GIVEN RECORDS =
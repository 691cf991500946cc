// Copyright 2022 Chris Gubbin
//
// Licensed under the Apache License, Version 2.0 <LICENSE-APACHE or
// http://apache.org/licenses/LICENSE-2.0> or the MIT license <LICENSE-MIT or
// http://opensource.org/licenses/MIT>, at your option. This file may not be
// copied, modified, or distributed except according to those terms.

//! # Sweep
//!
//! Evaluates the requested transport properties over a grid of temperatures and either chemical
//! potentials or net carrier densities. Each grid point is an independent task on the rayon pool:
//! the moments of the point are computed once and shared by every requested property, and each
//! task writes only its own output slot.
//!
//! A numerical failure at a point is recorded as a [`PointFailure`] and leaves the affected slots
//! empty, the rest of the grid is unaffected. Cancellation through a [`CancellationToken`] is
//! checked before each point is started and discards the whole grid.

mod result;

pub use result::{PointFailure, PropertyGrid, SweepResult, Table};

use crate::assembly::{Moments, Property, PropertyTensor};
use crate::bands::{BandStructure, CarrierDensities, RootFindingSettings};
use crate::error::{ConfigurationError, SweepError, TransportError};
use crate::integrals::IntegrationSettings;
use crate::scattering::ScatteringModel;
use ndarray::Array2;
use rayon::prelude::*;
use serde::Deserialize;
use std::cell::OnceCell;
use std::sync::atomic::{AtomicBool, Ordering};
use std::sync::Arc;

#[derive(Clone, Copy, Debug, Deserialize, PartialEq, Eq)]
/// A property to evaluate and how to report it
pub struct PropertyRequest {
    /// The property to evaluate
    pub property: Property,
    /// Report the full 3×3 tensor instead of a third of its trace
    #[serde(default)]
    pub full_tensor: bool,
    /// Produce a table of the grid for export
    #[serde(default)]
    pub export_as_table: bool,
}

impl PropertyRequest {
    /// A scalar-valued request with tabular export
    pub fn new(property: Property) -> Self {
        Self {
            property,
            full_tensor: false,
            export_as_table: true,
        }
    }

    /// Report the full tensor
    pub fn with_full_tensor(mut self, full_tensor: bool) -> Self {
        self.full_tensor = full_tensor;
        self
    }
}

#[derive(Clone, Debug, PartialEq)]
/// The second axis of the sweep grid
pub enum Abscissa {
    /// Chemical potentials in eV
    ChemicalPotentials(Vec<f64>),
    /// Net carrier densities `p - n` in m^-3, converted to chemical potentials at each temperature
    CarrierDensities(Vec<f64>),
}

impl Abscissa {
    /// The raw values of the axis
    pub fn values(&self) -> &[f64] {
        match self {
            Abscissa::ChemicalPotentials(values) | Abscissa::CarrierDensities(values) => values,
        }
    }

    /// Number of points on the axis
    pub fn len(&self) -> usize {
        self.values().len()
    }

    /// Whether the axis has no points
    pub fn is_empty(&self) -> bool {
        self.values().is_empty()
    }

    fn name(&self) -> &'static str {
        match self {
            Abscissa::ChemicalPotentials(_) => "chemical potential",
            Abscissa::CarrierDensities(_) => "carrier density",
        }
    }
}

#[derive(Clone, Debug, Default)]
/// A flag shared between a running sweep and its controller
pub struct CancellationToken(Arc<AtomicBool>);

impl CancellationToken {
    /// A token which has not fired
    pub fn new() -> Self {
        Self::default()
    }

    /// Request cancellation, points already started run to completion
    pub fn cancel(&self) {
        self.0.store(true, Ordering::SeqCst);
    }

    /// Whether cancellation was requested
    pub fn is_cancelled(&self) -> bool {
        self.0.load(Ordering::SeqCst)
    }
}

#[derive(Clone, Copy, Debug, Default, Deserialize, PartialEq)]
#[serde(default)]
/// Numerical settings of a sweep
pub struct SweepSettings {
    /// Quadrature settings at every point
    pub integration: IntegrationSettings,
    /// Settings of the density to chemical potential conversion
    pub root_finding: RootFindingSettings,
    /// Size of a dedicated worker pool, `None` runs on the global rayon pool
    pub number_of_threads: Option<usize>,
}

/// Builder for a [`Sweep`]
pub struct SweepBuilder<RefBandStructure, RefScattering> {
    band_structure: RefBandStructure,
    scattering: RefScattering,
    temperatures: Vec<f64>,
    abscissa: Option<Abscissa>,
    requests: Vec<PropertyRequest>,
    settings: SweepSettings,
    cancellation: CancellationToken,
}

impl Default for SweepBuilder<(), ()> {
    fn default() -> Self {
        Self {
            band_structure: (),
            scattering: (),
            temperatures: Vec::new(),
            abscissa: None,
            requests: Vec::new(),
            settings: SweepSettings::default(),
            cancellation: CancellationToken::default(),
        }
    }
}

impl<RefBandStructure, RefScattering> SweepBuilder<RefBandStructure, RefScattering> {
    /// The band structure to sweep
    pub fn with_band_structure(
        self,
        band_structure: &BandStructure,
    ) -> SweepBuilder<&BandStructure, RefScattering> {
        SweepBuilder {
            band_structure,
            scattering: self.scattering,
            temperatures: self.temperatures,
            abscissa: self.abscissa,
            requests: self.requests,
            settings: self.settings,
            cancellation: self.cancellation,
        }
    }

    /// The relaxation-time model
    pub fn with_scattering_model(
        self,
        scattering: &ScatteringModel,
    ) -> SweepBuilder<RefBandStructure, &ScatteringModel> {
        SweepBuilder {
            band_structure: self.band_structure,
            scattering,
            temperatures: self.temperatures,
            abscissa: self.abscissa,
            requests: self.requests,
            settings: self.settings,
            cancellation: self.cancellation,
        }
    }

    /// Temperatures in K
    pub fn with_temperatures(mut self, temperatures: Vec<f64>) -> Self {
        self.temperatures = temperatures;
        self
    }

    /// Sweep over chemical potentials or carrier densities
    ///
    /// When unset the sweep runs at the chemical potential of the band structure alone.
    pub fn with_abscissa(mut self, abscissa: Abscissa) -> Self {
        self.abscissa = Some(abscissa);
        self
    }

    /// The properties to evaluate at each point
    pub fn with_properties(mut self, requests: Vec<PropertyRequest>) -> Self {
        self.requests = requests;
        self
    }

    /// Numerical settings and the size of the worker pool
    pub fn with_settings(mut self, settings: SweepSettings) -> Self {
        self.settings = settings;
        self
    }

    /// Share a cancellation token with a controller
    pub fn with_cancellation_token(mut self, cancellation: CancellationToken) -> Self {
        self.cancellation = cancellation;
        self
    }
}

fn validate_grid(
    name: &'static str,
    values: &[f64],
    positive: bool,
) -> Result<(), ConfigurationError> {
    if values.is_empty() {
        return Err(ConfigurationError::EmptyGrid(name));
    }
    for &value in values {
        if !value.is_finite() || (positive && value <= 0.) {
            return Err(ConfigurationError::InvalidGridValue { grid: name, value });
        }
    }
    Ok(())
}

impl<'a> SweepBuilder<&'a BandStructure, &'a ScatteringModel> {
    /// Validate the grid and the requests
    pub fn build(self) -> Result<Sweep<'a>, ConfigurationError> {
        validate_grid("temperature", &self.temperatures, true)?;
        let abscissa = self.abscissa.unwrap_or_else(|| {
            Abscissa::ChemicalPotentials(vec![self.band_structure.chemical_potential()])
        });
        validate_grid(abscissa.name(), abscissa.values(), false)?;
        if self.requests.is_empty() {
            return Err(ConfigurationError::NoProperties);
        }
        self.settings.integration.validate()?;
        self.settings.root_finding.validate()?;
        if self.settings.number_of_threads == Some(0) {
            return Err(ConfigurationError::InvalidSetting {
                name: "number_of_threads",
                value: 0.,
            });
        }
        Ok(Sweep {
            band_structure: self.band_structure,
            scattering: self.scattering,
            temperatures: self.temperatures,
            abscissa,
            requests: self.requests,
            settings: self.settings,
            cancellation: self.cancellation,
        })
    }
}

/// The values computed at one grid point
struct PointOutcome {
    chemical_potential: Option<f64>,
    values: Vec<Result<PropertyTensor, TransportError>>,
}

/// A validated transport sweep
pub struct Sweep<'a> {
    band_structure: &'a BandStructure,
    scattering: &'a ScatteringModel,
    temperatures: Vec<f64>,
    abscissa: Abscissa,
    requests: Vec<PropertyRequest>,
    settings: SweepSettings,
    cancellation: CancellationToken,
}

BRIEF = Look for the string "values" in the entries above. Copy every line that has it.

WRITTEN ANSWER =
    /// The raw values of the axis
    pub fn values(&self) -> &[f64] {
            Abscissa::ChemicalPotentials(values) | Abscissa::CarrierDensities(values) => values,
        self.values().len()
        self.values().is_empty()
    values: &[f64],
    if values.is_empty() {
    for &value in values {
        validate_grid(abscissa.name(), abscissa.values(), false)?;
/// The values computed at one grid point
    values: Vec<Result<PropertyTensor, TransportError>>,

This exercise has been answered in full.